Achyutarayabhyudayam
- Author: Rajanatha Dindima
- Original title: अच्युतरायाभ्युदयम्
- Language: Sanskrit
- Subject: Reign and southern campaign of Achyuta Deva Raya
- Genre: Mahākāvya
- Published: c. 1536 – c. 1542 (composition)
- Publication place: Vijayanagara Empire

= Achyutarayabhyudayam =

16th-century Sanskrit poem on Achyuta Deva Raya

Achyutarayabhyudayam (Sanskrit: अच्युतरायाभ्युदयम्, IAST: Acyutarāyābhyudayam, "The Exaltation of Achyuta Raya"), also Achyutarayabhyudaya, is a sixteenth-century Sanskrit mahakavya by Rajanatha Dindima, a member of the Gauḍa Ḍiṇḍima family of scholars associated with the Vijayanagara Empire. Comprising twelve cantos, the poem celebrates the accession and early reign of Achyuta Deva Raya, the successor of Krishnadevaraya. Lidia Sudyka dates its composition to between 1536 and 1542, while observing that its presentation of historical events is shaped by the conventions of royal praise.

== Contents ==
The poem opens with Achyuta's ancestry, birth and youth before turning to his succession to the Vijayanagara throne. Its principal narrative concerns the southern expedition prompted by the revolt of Cellapa, identified with Vīra Narasiṃha Sāḷuva Daṇḍanāyaka. From Vijayanagara, Achyuta travels to Chandragiri and then through Tirupati, Srikalahasti, Kanchipuram and Tiruvannamalai before reaching Srirangam. Rājanātha gives comparatively little space to warfare; temples, ritual worship, gifts and sacred places instead make the royal progress resemble a pilgrimage through South India.

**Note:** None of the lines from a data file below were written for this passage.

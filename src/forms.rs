use async_trait::async_trait;
use axum::{
    extract::{FromRequest, FromRequestParts, Path, Query, Request},
    http::header,
    Form, Json,
};
use chrono::NaiveDate;
use serde::de::DeserializeOwned;

use crate::error::AppError;

/// Request body accepted either as JSON or as an URL-encoded form, picked by
/// the `Content-Type` header.
#[derive(Debug, Clone)]
pub struct Input<T>(pub T);

#[async_trait]
impl<T, S> FromRequest<S> for Input<T>
where
    T: DeserializeOwned,
    S: Send + Sync,
{
    type Rejection = AppError;

    async fn from_request(req: Request, state: &S) -> Result<Self, Self::Rejection> {
        let is_json = req
            .headers()
            .get(header::CONTENT_TYPE)
            .and_then(|value| value.to_str().ok())
            .map(|value| value.starts_with("application/json"))
            .unwrap_or(false);

        if is_json {
            let Json(value) = Json::<T>::from_request(req, state)
                .await
                .map_err(|err| no_data(err.body_text()))?;
            Ok(Self(value))
        } else {
            let Form(value) = Form::<T>::from_request(req, state)
                .await
                .map_err(|err| no_data(err.body_text()))?;
            Ok(Self(value))
        }
    }
}

/// `Path` whose rejection is an [`AppError`], so bad ids get the usual JSON
/// body or browser notice.
#[derive(Debug, FromRequestParts)]
#[from_request(via(Path), rejection(AppError))]
pub struct UrlParam<T>(pub T);

/// `Query` with an [`AppError`] rejection.
#[derive(Debug, FromRequestParts)]
#[from_request(via(Query), rejection(AppError))]
pub struct QueryParams<T>(pub T);

fn no_data(detail: String) -> AppError {
    AppError::BadRequest(format!("No data given: {detail}"))
}

pub fn normalize_optional(input: Option<String>) -> Option<String> {
    input.and_then(|value| {
        let trimmed = value.trim();
        if trimmed.is_empty() {
            None
        } else {
            Some(trimmed.to_string())
        }
    })
}

/// Formats accepted for dates typed by users. The first one is what the
/// forms suggest.
const DATE_INPUT_FORMATS: [&str; 2] = ["%d.%m.%Y", "%Y-%m-%d"];

/// Parses an optional date and returns it as `YYYY-MM-DD`, which orders
/// correctly as text.
pub fn parse_optional_date(input: Option<String>) -> Result<Option<String>, AppError> {
    let Some(raw) = normalize_optional(input) else {
        return Ok(None);
    };
    DATE_INPUT_FORMATS
        .iter()
        .find_map(|format| NaiveDate::parse_from_str(&raw, format).ok())
        .map(|date| Some(date.format("%Y-%m-%d").to_string()))
        .ok_or_else(|| {
            AppError::BadRequest(format!(
                "invalid date {raw}, expected DD.MM.YYYY or YYYY-MM-DD"
            ))
        })
}

/// Parses an optional numeric id coming from a multipart or query field.
pub fn parse_optional_id(raw: &str) -> Result<Option<i64>, AppError> {
    let trimmed = raw.trim();
    if trimmed.is_empty() {
        return Ok(None);
    }
    trimmed
        .parse()
        .map(Some)
        .map_err(|_| AppError::BadRequest(format!("invalid id: {trimmed}")))
}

At Srirangam, Achyuta entrusts the continuation of the campaign to his brother-in-law Cinna Tirumala. Tirumala marches past Madurai towards the Tāmraparṇī, where the poem records the defeat and submission of the Cēra ruler. He then worships at Anantaśayanam, identified with Thiruvananthapuram, and returns by way of Rameswaram.

== Historical context ==
The work belongs to the early reign of Achyuta Deva Raya, who succeeded Krishnadevaraya in 1529. Although composed as a courtly mahakavya, it preserves names, places and episodes connected with contemporary political and religious life. Sudyka notes that inscriptions corroborate several events and instances of Achyuta's temple patronage, but do not confirm every stage of Rājanātha's itinerary. The poem therefore combines historical material with a literary sacred geography in which royal authority is expressed through pilgrimage, patronage and victory.

== Manuscripts and editions ==
The first printed part of the work, containing cantos 1–6 with commentary by R. V. Krishnamachariar, appeared at Srirangam in 1907. Its preface records the use of six manuscripts: four from Tanjore, one from Adyar and one from the Government Oriental Manuscripts Library.

S. Krishnaswami Aiyangar later reproduced an abridged account and extracts from the poem in Sources of Vijayanagar History (1919), pp. 158–169. Cantos 7–12 were subsequently edited by A. N. Krishna Aiyangar and published by the Adyar Library in 1945 as no. 49 of its series.